Case Name : Anuj Gupta Vs Central Bureau of Investigation (Delhi High Court)
Appeal Number : Bail Appln. 279/2022
Date of Judgement/Order : 23/02/2022
Related Assessment Year :

Anuj Gupta Vs CBI (Delhi High Court)

1. The present bail application has been filed under Section 439 Cr.P.C. on behalf of the applicant seeking regular bail in FIR No.RC2182021A0007 registered under Sections 7/8/9/10 of the Prevention of Corruption Act, 1988 (as amended in 2018) read with Section 120B IPC at P.S. CBI/AC-III, Delhi.

2. Mr. Amit Sharma, learned Senior Counsel appearing for the applicant, submitted that the applicant, who is a qualified Chartered Accountant (CA), was arrested on 31.12.2021, whereafter he was remanded to police custody till 08.01.2022, and ever since 09.01.2022, he is in judicial custody. It was further submitted that as per the prosecution case, the applicant’s phone was on surveillance, however no transcript of any conversation has been placed on record to back-up the allegation that the applicant was aware of the facts or involved in any other illegal activity. Rather, there is no record of any call between the applicant and the accused/Akil Ahmad, except one call which was made by the applicant at the instance of the CBI officials and another call which was received by the applicant from Akil Ahmad during the trap proceedings, after recovery of the bribe money, which is hit by Section 162 Cr.P.C.

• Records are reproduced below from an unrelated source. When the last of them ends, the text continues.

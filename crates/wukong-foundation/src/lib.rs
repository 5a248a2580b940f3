//! Shared primitives for the wukong agent runtime: errors, ids, config,
//! the event bus, secret redaction, and tool-parameter schema validation.
//!
//! Every other crate in the workspace (`wukong-core`, `wukong-exec`,
//! `wukong-fork`, `wukong-session`, `wukong-agent`) depends on this one and
//! nothing flows in the other direction.

pub mod adapters;
pub mod config;
pub mod error;
pub mod event;
pub mod ids;
pub mod model;
pub mod redact;
pub mod schema;

pub use adapters::{
    with_lock, AsyncToolHandler, CacheAdapter, ExecutionAdapter, KnowledgeAdapter, KnowledgeHit,
    LlmAdapter, LlmCallOptions, LlmCapabilities, LlmResponse, LlmStreamSink, StepListFilter,
    StorageAdapter, SubAgentOutcome, SubAgentSpec, TokenUsage, ToolCallContext, ToolHandler,
};
pub use config::{
    AsyncToolConfig, CoreConfig, ForkConfig, LoopConfig, ParallelToolConfig, SessionConfig,
    ToolExecConfig,
};
pub use error::{classify_retryable_message, Error, Result};
pub use event::{events, EventBus, EventBusConfig, EventCategory, EventListener, WukongEvent};
pub use ids::{AsyncTaskId, ForkTaskId, SessionId, StepId, ToolCallId};
pub use model::{
    Action, AgentKind, AsyncTaskKind, AsyncTaskStatus, AsyncToolTask, ForkAgentTask, ForkTaskStatus,
    ParallelCallStatus, ParallelToolCall, RiskLevel, Session, SessionStatus, Step, StepStatus,
    StopSnapshot, StopStateView, TaskResult, TaskStatus, ToolDescriptorMeta, ToolInvocation,
    ToolOutcome, WaitStrategy,
};
pub use redact::sanitize;
pub use schema::{ObjectSchema, PropertySchema, ValidationError};
impl StepExecutor {
    pub fn new(
        storage: Arc<dyn StorageAdapter>,
        bus: Arc<EventBus>,
        registry: Arc<ToolRegistry>,
        tool_executor: Arc<ToolExecutor>,
    ) -> Self {
        Self { storage, bus, registry, tool_executor, parallel_executor: None, fork_executor: None }
    }

    pub fn with_parallel_executor(mut self, executor: Arc<ParallelToolExecutor>) -> Self {
        self.parallel_executor = Some(executor);
        self
    }

    pub fn with_fork_executor(mut self, executor: Arc<ForkExecutor>) -> Self {
        self.fork_executor = Some(executor);
        self
    }

    /// Execute one parsed action against `session` (spec §4.8 steps 1-6).
    pub async fn execute(
        &self,
        session: &Session,
        action: Action,
        llm_prompt: Option<String>,
        llm_response: Option<String>,
    ) -> Result<StepOutcome> {
        let step_number = self.next_step_number(session.id).await?;
        let step_id = StepId(step_number);

        let mut step = Step::new_pending(step_id, session.id, step_number, action);
        step.llm_prompt = llm_prompt;
        step.llm_response = llm_response;
        self.storage.create_step(step.clone()).await?;
        self.bus.publish(events::step::started(&session.id.to_string(), step_number)).await;

        step.status = StepStatus::Running;
        step.started_at = Some(Utc::now());
        self.storage.update_step(step.clone()).await?;

        let context = ToolCallContext {
            session_id: Some(session.id),
            step_id: Some(step.id),
            user_id: Some(session.user_id.clone()),
            metadata: Default::default(),
        };

        let dispatch = self.dispatch(session, &step, &context).await;

        step.completed_at = Some(Utc::now());
        let (should_continue, wait_for_user, task_ids) = match dispatch {
            Ok(dispatched) => {
                step.status = StepStatus::Completed;
                step.result = dispatched.result;
                self.bus.publish(events::step::completed(&session.id.to_string(), step_number)).await;
                (dispatched.should_continue, dispatched.wait_for_user, dispatched.task_ids)
            }
            Err(e) => {
                step.status = StepStatus::Failed;
                step.error = Some(e.to_string());
                self.bus
                    .publish(events::step::failed(&session.id.to_string(), step_number, &e.to_string()))
                    .await;
                (e.is_retryable(), false, Vec::new())
            }
        };
        self.storage.update_step(step.clone()).await?;

        let discardable = step.action.discardable_steps().to_vec();
        if !discardable.is_empty() {
            self.storage.mark_discarded(session.id, &discardable).await?;
            self.bus.publish(events::step::discarded(&session.id.to_string(), &discardable)).await;
        }

        Ok(StepOutcome { step, should_continue, wait_for_user, task_ids })
    }

    /// Next dense `stepNumber` derived from the count of non-discarded steps
    /// (spec §4.8 step 1, §3 invariant "contiguous prefix {1..n}").
    async fn next_step_number(&self, session_id: SessionId) -> Result<u64> {
        let existing = self.storage.list_steps(session_id, StepListFilter { include_discarded: false }).await?;
        Ok(existing.len() as u64 + 1)
    }

    async fn dispatch(&self, session: &Session, step: &Step, context: &ToolCallContext) -> Result<Dispatched> {
        match &step.action {
            Action::CallTool { selected_tool, parameters, .. } => {
                self.dispatch_call_tool(session, selected_tool, parameters.clone(), context).await
            }
            Action::CallToolsParallel { tools, wait_strategy, timeout_secs, .. } => {
                self.dispatch_parallel(session, step.id, tools.clone(), *wait_strategy, *timeout_secs, context).await
            }
            Action::ForkAutoAgent { goal, context_summary, .. } => {
                self.dispatch_fork(session, step.id, goal, context_summary.clone()).await
            }
            Action::AskUser { message_to_user, .. } => {
                self.bus.publish(events::tool::requires_confirmation(&session.id.to_string(), "ask_user")).await;
                Ok(Dispatched {
                    result: Some(serde_json::json!({ "messageToUser": message_to_user })),
                    should_continue: false,
                    wait_for_user: true,
                    task_ids: Vec::new(),
                })
            }
            Action::Plan { plan, .. } => {
                self.bus.publish(events::plan::ready(&session.id.to_string(), plan)).await;
                Ok(Dispatched { result: Some(plan.clone()), should_continue: true, wait_for_user: false, task_ids: Vec::new() })
            }
            Action::Finish { final_result, .. } => {
                let mut finished = session.clone();
                finished.status = SessionStatus::Completed;
                finished.is_running = false;
                finished.updated_at = Utc::now();
                self.storage.update_session(finished).await?;
                self.bus.publish(events::session::updated(&session.id.to_string(), "completed")).await;
                Ok(Dispatched {
                    result: Some(serde_json::json!({ "finalResult": final_result })),
                    should_continue: false,
                    wait_for_user: false,
                    task_ids: Vec::new(),
                })
            }
        }
    }

    async fn dispatch_call_tool(
        &self,
        session: &Session,
        tool_name: &str,
        parameters: Value,
        context: &ToolCallContext,
    ) -> Result<Dispatched> {
        if let Some(entry) = self.registry.get(tool_name) {
            if entry.requires_confirmation {
                self.bus.publish(events::tool::requires_confirmation(&session.id.to_string(), tool_name)).await;
            }
        }
        self.bus.publish(events::tool::executing(&session.id.to_string(), tool_name)).await;

        let outcome = match self.tool_executor.execute(&self.registry, tool_name, parameters, context).await {
            Ok(outcome) => outcome,
            Err(e) => {
                self.bus.publish(events::tool::failed(&session.id.to_string(), tool_name, &e.to_string())).await;
                return if e.can_retry() {
                    Ok(Dispatched {
                        result: Some(serde_json::json!({"error": e.to_string(), "canRetry": true})),
                        should_continue: true,
                        wait_for_user: false,
                        task_ids: Vec::new(),
                    })
                } else {
                    Err(Error::Tool(e.to_string()))
                };
            }
        };

        if !outcome.success {
            self.bus
                .publish(events::tool::failed(&session.id.to_string(), tool_name, outcome.error.as_deref().unwrap_or("")))
                .await;
            let retryable = outcome.can_retry.unwrap_or(false);
            return if retryable {
                Ok(Dispatched {
                    result: Some(serde_json::json!({"error": outcome.error, "canRetry": true})),
                    should_continue: true,
                    wait_for_user: false,
                    task_ids: Vec::new(),
                })
            } else {
                Err(Error::Tool(outcome.error.unwrap_or_else(|| "tool call failed".to_string())))
            };
        }

        self.bus.publish(events::tool::completed(&session.id.to_string(), tool_name)).await;
        let task_ids = outcome.task_id.clone().into_iter().collect();
        Ok(Dispatched {
            result: outcome.result.or_else(|| outcome.summary.map(|s| Value::String(s))),
            should_continue: true,
            wait_for_user: false,
            task_ids,
        })
    }

    async fn dispatch_parallel(
        &self,
        session: &Session,
        step_id: StepId,
        tools: Vec<wukong_foundation::ToolInvocation>,
        wait_strategy: wukong_foundation::WaitStrategy,
        timeout_secs: Option<u64>,
        context: &ToolCallContext,
    ) -> Result<Dispatched> {
        let Some(parallel) = &self.parallel_executor else {
            return Err(Error::InvalidState("CallToolsParallel dispatched without a parallel executor wired".to_string()));
        };
        let opts = ParallelExecOptions {
            step_id,
            session_id: session.id,
            wait_strategy,
            timeout: std::time::Duration::from_secs(timeout_secs.unwrap_or(120)),
            max_retries: None,
        };
        let result = parallel.execute(Arc::clone(&self.registry), tools, context.clone(), opts).await?;
        let result_json = serde_json::json!({
            "successCount": result.success_count,
            "totalCount": result.total_count,
            "conditionMet": result.condition_met,
            "calls": result.calls,
        });
        Ok(Dispatched {
            result: Some(result_json),
            should_continue: result.condition_met,
            wait_for_user: false,
            task_ids: Vec::new(),
        })
    }

    async fn dispatch_fork(
        &self,
        session: &Session,
        step_id: StepId,
        goal: &str,
        context_summary: Option<String>,
    ) -> Result<Dispatched> {
        let Some(fork) = &self.fork_executor else {
            // Fallback (spec §4.8 "ForkAutoAgent"): no fork subsystem wired,
            // create the sub-session directly and return without blocking.
            let child = Session::new_child(SessionId::new(), session.user_id.clone(), goal.to_string(), session, context_summary);
            self.storage.create_session(child.clone()).await?;
            warn!(session = %session.id, "fork subsystem not wired, created sub-session directly");
            return Ok(Dispatched {
                result: Some(serde_json::json!({"subSessionId": child.id.to_string()})),
                should_continue: true,
                wait_for_user: false,
                task_ids: Vec::new(),
            });
        };

        let request = ForkRequest {
            goal: goal.to_string(),
            context_summary: context_summary.unwrap_or_default(),
            parent_session_id: session.id,
            parent_step_id: step_id,
            current_depth: session.depth,
            user_id: session.user_id.clone(),
            organization_id: None,
        };
        match fork.fork_auto_agent(request).await {
            Ok(task_id) => Ok(Dispatched {
                result: Some(serde_json::json!({"forkTaskId": task_id.to_string()})),
                should_continue: true,
                wait_for_user: false,
                task_ids: Vec::new(),
            }),
            Err(e) => Err(e),
        }
    }
}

3. Learned Senior Counsel further submitted that on 30.12.2021, when accused/Sunil Kumar Verma met the applicant to hand over the bag containing Rs.20 lacs for the accused/Akil Ahmad, the applicant had no knowledge of the nature of the transaction and/or the fact that the bag he was receiving contained payment towards bribe to Akil Ahmad. It was also urged that the case of the applicant is on a better footing than that of co-accused persons Retnakaran Sajilal, Devendra Jain and Mahim Pratap Singh Tomar, and on the same footing as that of accused/Sunil Kumar Verma, who have already been released on regular bail vide orders dated 07.01.2022, 15.01.2022 and 17.01.2022.

4. While referring to the bail rejection order dated 21.01.2022 passed by the learned Special Judge (PC Act), CBI-15, Rouse Avenue Courts, New Delhi, it was submitted that the same suffers from non-application of judicious mind, inasmuch as the learned Judge made a general observation that the applicant’s conduct was unprofessional and he being a qualified/professional Chartered Accountant is supposed to guide his clients to receive only lawful payments, which should then be reflected by him in their ITRs. It was further submitted that in the transaction in question, there was no opportunity for the applicant to react or to act in accordance with his profession.

In connection with the observations made by the Trial Court on the aspect of ‘Triple test’ while rejecting bail application of the applicant, it was contended that the applicant being a professional Chartered Accountant is not a flight risk and the possibility of his tampering with evidence does not exist, as all documents/electronic records relevant to the case, including voice samples, have already been seized. It was also urged that while in custody, the applicant has co­operated in the investigation.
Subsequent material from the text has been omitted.